• WHAT IS BEING ASKED: Repeat the material exactly, every line of it.

---- MATERIAL PROVIDED

//! Fixture builders shared by unit tests.

/// Writes a minimal PE32+ DLL with a single `.edata` section holding the
/// export directory and optional version data blocks.
#[derive(Debug, Default, Clone)]
pub struct PeBuilder {
    exports: Vec<String>,
    version: Option<(String, u32)>,
}

const FILE_SIZE: usize = 0x400;
const PE_OFFSET: usize = 0x80;
const COFF_OFFSET: usize = PE_OFFSET + 4;
const OPTIONAL_OFFSET: usize = COFF_OFFSET + 20;
const OPTIONAL_SIZE: usize = 0xF0;
const SECTION_HEADER_OFFSET: usize = OPTIONAL_OFFSET + OPTIONAL_SIZE;
const SECTION_FILE_OFFSET: usize = 0x200;
const SECTION_RVA: u32 = 0x1000;
const SECTION_SIZE: u32 = 0x200;
/// Function bodies live past the export directory so they are not forwarders.
const FUNCTION_AREA: usize = 0x100;
const DLL_NAME: &[u8] = b"plugin.dll\0";

impl PeBuilder {
    pub fn new() -> Self {
        Self::default()
    }

    pub fn exports(mut self, names: &[&str]) -> Self {
        self.exports = names.iter().map(|n| n.to_string()).collect();
        self
    }

    /// Place `{ u32 dataVersion = 1; u32 pluginVersion }` at `symbol`'s address.
    pub fn version_data(mut self, symbol: &str, packed: u32) -> Self {
        self.version = Some((symbol.to_string(), packed));
        self
    }

    pub fn build(&self) -> Vec<u8> {
        let mut image = vec![0u8; FILE_SIZE];

        image[0..2].copy_from_slice(b"MZ");
        put_u32(&mut image, 0x3C, PE_OFFSET as u32);
        image[PE_OFFSET..PE_OFFSET + 4].copy_from_slice(b"PE\0\0");

        // COFF header: x86-64, one section, executable DLL.
        put_u16(&mut image, COFF_OFFSET, 0x8664);
        put_u16(&mut image, COFF_OFFSET + 2, 1);
        put_u16(&mut image, COFF_OFFSET + 16, OPTIONAL_SIZE as u16);
        put_u16(&mut image, COFF_OFFSET + 18, 0x2022);

        let opt = OPTIONAL_OFFSET;
        put_u16(&mut image, opt, 0x20B);
        put_u32(&mut image, opt + 20, SECTION_RVA);
        put_u64(&mut image, opt + 24, 0x1_8000_0000);
        put_u32(&mut image, opt + 32, 0x1000);
        put_u32(&mut image, opt + 36, 0x200);
        put_u16(&mut image, opt + 40, 6);
        put_u16(&mut image, opt + 48, 6);
        put_u32(&mut image, opt + 56, 0x2000);
        put_u32(&mut image, opt + 60, SECTION_FILE_OFFSET as u32);
        put_u16(&mut image, opt + 68, 2);
        put_u64(&mut image, opt + 72, 0x10_0000);
        put_u64(&mut image, opt + 80, 0x1000);
        put_u64(&mut image, opt + 88, 0x10_0000);
        put_u64(&mut image, opt + 96, 0x1000);
        put_u32(&mut image, opt + 108, 16);

        let sh = SECTION_HEADER_OFFSET;
        image[sh..sh + 6].copy_from_slice(b".edata");
        put_u32(&mut image, sh + 8, SECTION_SIZE);
        put_u32(&mut image, sh + 12, SECTION_RVA);
        put_u32(&mut image, sh + 16, SECTION_SIZE);
        put_u32(&mut image, sh + 20, SECTION_FILE_OFFSET as u32);
        put_u32(&mut image, sh + 36, 0x4000_0040);

        if !self.exports.is_empty() {
            let export_size = self.write_exports(&mut image);
            put_u32(&mut image, opt + 112, SECTION_RVA);
            put_u32(&mut image, opt + 116, export_size as u32);
        }

        image
    }

    fn write_exports(&self, image: &mut [u8]) -> usize {
        let n = self.exports.len();
        let sec = SECTION_FILE_OFFSET;
        let rva = |offset: usize| SECTION_RVA + offset as u32;

        let address_table = 0x28;
        let name_pointers = address_table + 4 * n;
        let ordinals = name_pointers + 4 * n;
        let dll_name = ordinals + 2 * n;
        image[sec + dll_name..sec + dll_name + DLL_NAME.len()].copy_from_slice(DLL_NAME);
        let mut cursor = dll_name + DLL_NAME.len();

        for (i, name) in self.exports.iter().enumerate() {
            put_u32(image, sec + address_table + 4 * i, rva(FUNCTION_AREA + 0x10 * i));
            put_u32(image, sec + name_pointers + 4 * i, rva(cursor));
            put_u16(image, sec + ordinals + 2 * i, i as u16);
            image[sec + cursor..sec + cursor + name.len()].copy_from_slice(name.as_bytes());
            cursor += name.len() + 1;
        }
        assert!(cursor < FUNCTION_AREA, "export names overflow the fixture layout");

        put_u32(image, sec + 12, rva(dll_name));
        put_u32(image, sec + 16, 1);
        put_u32(image, sec + 20, n as u32);
        put_u32(image, sec + 24, n as u32);
        put_u32(image, sec + 28, rva(address_table));
        put_u32(image, sec + 32, rva(name_pointers));
        put_u32(image, sec + 36, rva(ordinals));

        if let Some((symbol, packed)) = &self.version {
            if let Some(i) = self.exports.iter().position(|e| e == symbol) {
                let data = sec + FUNCTION_AREA + 0x10 * i;
                put_u32(image, data, 1);
                put_u32(image, data + 4, *packed);
            }
        }

        cursor
    }
}

fn put_u16(buf: &mut [u8], offset: usize, value: u16) {
    buf[offset..offset + 2].copy_from_slice(&value.to_le_bytes());
}

fn put_u32(buf: &mut [u8], offset: usize, value: u32) {
    buf[offset..offset + 4].copy_from_slice(&value.to_le_bytes());
}

fn put_u64(buf: &mut [u8], offset: usize, value: u64) {
    buf[offset..offset + 8].copy_from_slice(&value.to_le_bytes());
}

--------

• ANSWER BOX:
//! Fixture builders shared by unit tests.

/// Writes a minimal PE32+ DLL with a single `.edata` section holding the
/// export directory and optional version data blocks.
#[derive(Debug, Default, Clone)]
pub struct PeBuilder {
    exports: Vec<String>,
    version: Option<(String, u32)>,
}

const FILE_SIZE: usize = 0x400;
const PE_OFFSET: usize = 0x80;
const COFF_OFFSET: usize = PE_OFFSET + 4;
const OPTIONAL_OFFSET: usize = COFF_OFFSET + 20;
const OPTIONAL_SIZE: usize = 0xF0;
const SECTION_HEADER_OFFSET: usize = OPTIONAL_OFFSET + OPTIONAL_SIZE;
const SECTION_FILE_OFFSET: usize = 0x200;
const SECTION_RVA: u32 = 0x1000;
const SECTION_SIZE: u32 = 0x200;
/// Function bodies live past the export directory so they are not forwarders.
const FUNCTION_AREA: usize = 0x100;
const DLL_NAME: &[u8] = b"plugin.dll\0";

impl PeBuilder {
    pub fn new() -> Self {
        Self::default()
    }

    pub fn exports(mut self, names: &[&str]) -> Self {
        self.exports = names.iter().map(|n| n.to_string()).collect();
        self
    }

    /// Place `{ u32 dataVersion = 1; u32 pluginVersion }` at `symbol`'s address.
    pub fn version_data(mut self, symbol: &str, packed: u32) -> Self {
        self.version = Some((symbol.to_string(), packed));
        self
    }

    pub fn build(&self) -> Vec<u8> {
        let mut image = vec![0u8; FILE_SIZE];

        image[0..2].copy_from_slice(b"MZ");
        put_u32(&mut image, 0x3C, PE_OFFSET as u32);
        image[PE_OFFSET..PE_OFFSET + 4].copy_from_slice(b"PE\0\0");

        // COFF header: x86-64, one section, executable DLL.
        put_u16(&mut image, COFF_OFFSET, 0x8664);
        put_u16(&mut image, COFF_OFFSET + 2, 1);
        put_u16(&mut image, COFF_OFFSET + 16, OPTIONAL_SIZE as u16);
        put_u16(&mut image, COFF_OFFSET + 18, 0x2022);

        let opt = OPTIONAL_OFFSET;
        put_u16(&mut image, opt, 0x20B);
        put_u32(&mut image, opt + 20, SECTION_RVA);
        put_u64(&mut image, opt + 24, 0x1_8000_0000);
        put_u32(&mut image, opt + 32, 0x1000);
        put_u32(&mut image, opt + 36, 0x200);
        put_u16(&mut image, opt + 40, 6);
        put_u16(&mut image, opt + 48, 6);
        put_u32(&mut image, opt + 56, 0x2000);
        put_u32(&mut image, opt + 60, SECTION_FILE_OFFSET as u32);
        put_u16(&mut image, opt + 68, 2);
        put_u64(&mut image, opt + 72, 0x10_0000);
        put_u64(&mut image, opt + 80, 0x1000);
        put_u64(&mut image, opt + 88, 0x10_0000);
        put_u64(&mut image, opt + 96, 0x1000);
        put_u32(&mut image, opt + 108, 16);

        let sh = SECTION_HEADER_OFFSET;
        image[sh..sh + 6].copy_from_slice(b".edata");
        put_u32(&mut image, sh + 8, SECTION_SIZE);
        put_u32(&mut image, sh + 12, SECTION_RVA);
        put_u32(&mut image, sh + 16, SECTION_SIZE);
        put_u32(&mut image, sh + 20, SECTION_FILE_OFFSET as u32);
        put_u32(&mut image, sh + 36, 0x4000_0040);

        if !self.exports.is_empty() {
            let export_size = self.write_exports(&mut image);
            put_u32(&mut image, opt + 112, SECTION_RVA);
            put_u32(&mut image, opt + 116, export_size as u32);
        }

        image
    }

    fn write_exports(&self, image: &mut [u8]) -> usize {
        let n = self.exports.len();
        let sec = SECTION_FILE_OFFSET;
        let rva = |offset: usize| SECTION_RVA + offset as u32;

        let address_table = 0x28;
        let name_pointers = address_table + 4 * n;
        let ordinals = name_pointers + 4 * n;
        let dll_name = ordinals + 2 * n;
        image[sec + dll_name..sec + dll_name + DLL_NAME.len()].copy_from_slice(DLL_NAME);
        let mut cursor = dll_name + DLL_NAME.len();

        for (i, name) in self.exports.iter().enumerate() {
            put_u32(image, sec + address_table + 4 * i, rva(FUNCTION_AREA + 0x10 * i));
            put_u32(image, sec + name_pointers + 4 * i, rva(cursor));
            put_u16(image, sec + ordinals + 2 * i, i as u16);
            image[sec + cursor..sec + cursor + name.len()].copy_from_slice(name.as_bytes());
            cursor += name.len() + 1;
        }
        assert!(cursor < FUNCTION_AREA, "export names overflow the fixture layout");

        put_u32(image, sec + 12, rva(dll_name));
        put_u32(image, sec + 16, 1);
        put_u32(image, sec + 20, n as u32);
        put_u32(image, sec + 24, n as u32);
        put_u32(image, sec + 28, rva(address_table));
        put_u32(image, sec + 32, rva(name_pointers));
        put_u32(image, sec + 36, rva(ordinals));

        if let Some((symbol, packed)) = &self.version {
            if let Some(i) = self.exports.iter().position(|e| e == symbol) {
                let data = sec + FUNCTION_AREA + 0x10 * i;
                put_u32(image, data, 1);
                put_u32(image, data + 4, *packed);
            }
        }

        cursor
    }
}

fn put_u16(buf: &mut [u8], offset: usize, value: u16) {
    buf[offset..offset + 2].copy_from_slice(&value.to_le_bytes());
}

fn put_u32(buf: &mut [u8], offset: usize, value: u32) {
    buf[offset..offset + 4].copy_from_slice(&value.to_le_bytes());
}

fn put_u64(buf: &mut [u8], offset: usize, value: u64) {
    buf[offset..offset + 8].copy_from_slice(&value.to_le_bytes());
}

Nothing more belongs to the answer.